The dream of having a nice car

Cars from Fast and Furious

California is all about image, best cars, best bodies, etc. You don’t fit in here in California if you don’t have a nice car. People judge you on your looks and the kind of car you drive. If you pull up in a Nissan Sentra at the store, people stare at you, and then lock their doors. But if you pull up in your brother in laws’ Porsche Cayenne, you get stares of envy from people all around. And you practically get the red carpet treatment. In the very beginning of the movie Fast and the Furious, when everyone’s cars are lined up, and people are comparing each other’s cars. Those who have the fastest car are treated like a god with people singing their praise all around. This is a prime example of the image one’s car gives that person. That person can treat people badly, and it has no effect on anyone because that person has a nice car, and they don’t want to be cast out because they spoke against him/her. Mr.
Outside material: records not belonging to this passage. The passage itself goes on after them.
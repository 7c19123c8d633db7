//! Frame timing utilities

use std::time::{Duration, Instant};

use crate::config::FrameConfig;

/// Frame clock for the external frame driver.
///
/// Measures the time between ticks and clamps it to a maximum delta, so a
/// long stall (debugger, window drag) does not produce one huge simulation
/// step.
pub struct FrameClock {
    last_frame: Instant,
    max_delta: f32,
    delta_time: f32,
    total_time: f32,
    frame_count: u64,
}

impl Default for FrameClock {
    fn default() -> Self {
        Self::new(&FrameConfig::default())
    }
}

impl FrameClock {
    /// Create a new clock from frame settings
    pub fn new(config: &FrameConfig) -> Self {
        Self {
            last_frame: Instant::now(),
            max_delta: config.max_delta_time,
            delta_time: 0.0,
            total_time: 0.0,
            frame_count: 0,
        }
    }

    /// Advance the clock to now and return the clamped delta in seconds
    pub fn tick(&mut self) -> f32 {
        let now = Instant::now();
        let elapsed = now.duration_since(self.last_frame);
        self.last_frame = now;
        self.advance(elapsed)
    }

    /// Advance the clock by an explicit duration and return the clamped delta
    pub fn advance(&mut self, elapsed: Duration) -> f32 {
        self.delta_time = elapsed.as_secs_f32().min(self.max_delta);
        self.total_time += self.delta_time;
        self.frame_count += 1;
        self.delta_time
    }

    /// Time of the last frame in seconds (after clamping)
    pub fn delta_time(&self) -> f32 {
        self.delta_time
    }

    /// Simulated time accumulated since the clock was created
    pub fn total_time(&self) -> f32 {
        self.total_time
    }

    /// Number of ticks so far
    pub fn frame_count(&self) -> u64 {
        self.frame_count
    }
}

#[cfg(test)]
mod tests {
    use super::*;
    use approx::assert_relative_eq;

    #[test]
    fn test_delta_is_clamped() {
        let mut clock = FrameClock::new(&FrameConfig { max_delta_time: 0.05, ..FrameConfig::default() });

        assert_relative_eq!(clock.advance(Duration::from_millis(16)), 0.016, epsilon = 1e-6);
        assert_relative_eq!(clock.advance(Duration::from_secs(2)), 0.05);
        assert_eq!(clock.frame_count(), 2);
        assert_relative_eq!(clock.total_time(), 0.066, epsilon = 1e-6);
    }
}
//! Lifetime component
//!
//! Marks its owner dead once a fixed span of simulated time has passed.

use crate::scene::{ActorContext, Component};

/// Lifetime component for actors that should despawn after a duration
#[derive(Debug, Clone, Copy)]
pub struct LifetimeComponent {
    /// Seconds lived so far
    pub age: f32,
    /// How long the actor should live (in seconds, `<= 0` is infinite)
    pub duration: f32,
}

impl LifetimeComponent {
    /// Create a new lifetime component
    pub fn new(duration: f32) -> Self {
        Self { age: 0.0, duration }
    }

    /// Check if this actor's lifetime has expired
    pub fn is_expired(&self) -> bool {
        if self.duration <= 0.0 {
            false // Infinite lifetime
        } else {
            self.age >= self.duration
        }
    }

    /// Get remaining lifetime in seconds
    pub fn remaining(&self) -> f32 {
        if self.duration <= 0.0 {
            f32::INFINITY
        } else {
            (self.duration - self.age).max(0.0)
        }
    }
}

impl Component for LifetimeComponent {
    fn update(&mut self, ctx: &mut ActorContext<'_>, delta_time: f32) {
        self.age += delta_time;
        if self.is_expired() {
            log::trace!("Lifetime of {:?} expired after {:.2}s", ctx.owner(), self.age);
            ctx.mark_dead();
        }
    }
}

#[cfg(test)]
mod tests {
    use super::*;
    use crate::scene::{Actor, World};

    #[test]
    fn test_lifetime_not_expired() {
        let lifetime = LifetimeComponent { age: 2.0, duration: 5.0 };
        assert!(!lifetime.is_expired());
    }

    #[test]
    fn test_infinite_lifetime() {
        let lifetime = LifetimeComponent { age: 1000.0, duration: 0.0 };
        assert!(!lifetime.is_expired());
        assert_eq!(lifetime.remaining(), f32::INFINITY);
    }

    #[test]
    fn test_remaining_time() {
        let lifetime = LifetimeComponent { age: 3.0, duration: 10.0 };
        assert_eq!(lifetime.remaining(), 7.0);
    }

    #[test]
    fn test_actor_reaped_when_expired() {
        let mut world = World::default();
        let id = world.add_actor(Actor::new("spark"));
        world.add_component(id, LifetimeComponent::new(1.0));

        world.update(0.5);
        assert!(world.contains(id));
        world.update(0.6);
        assert!(!world.contains(id));
    }
}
Carl David mentions this in a similar way he talks about the automobile at first gave people freedom they never had, then became the center of attention, resulting in a lot of wasted time.  There are better things people could be doing with their time, instead, they spend the majority of it cleaning, and maintaining their cars to ensure if anyone sees them, their car is at its utmost best.  That person could be unemployed, but it is for the most part overlooked as long as he has a decent car. But put that same person in a 1980 Nissan Sentra, he is then seen as a loser, and no one will talk to them

Carle, David. Water and the California Dream: Choices for the New Millennium.
San Francisco: Sierra Club Books, 2000. Print.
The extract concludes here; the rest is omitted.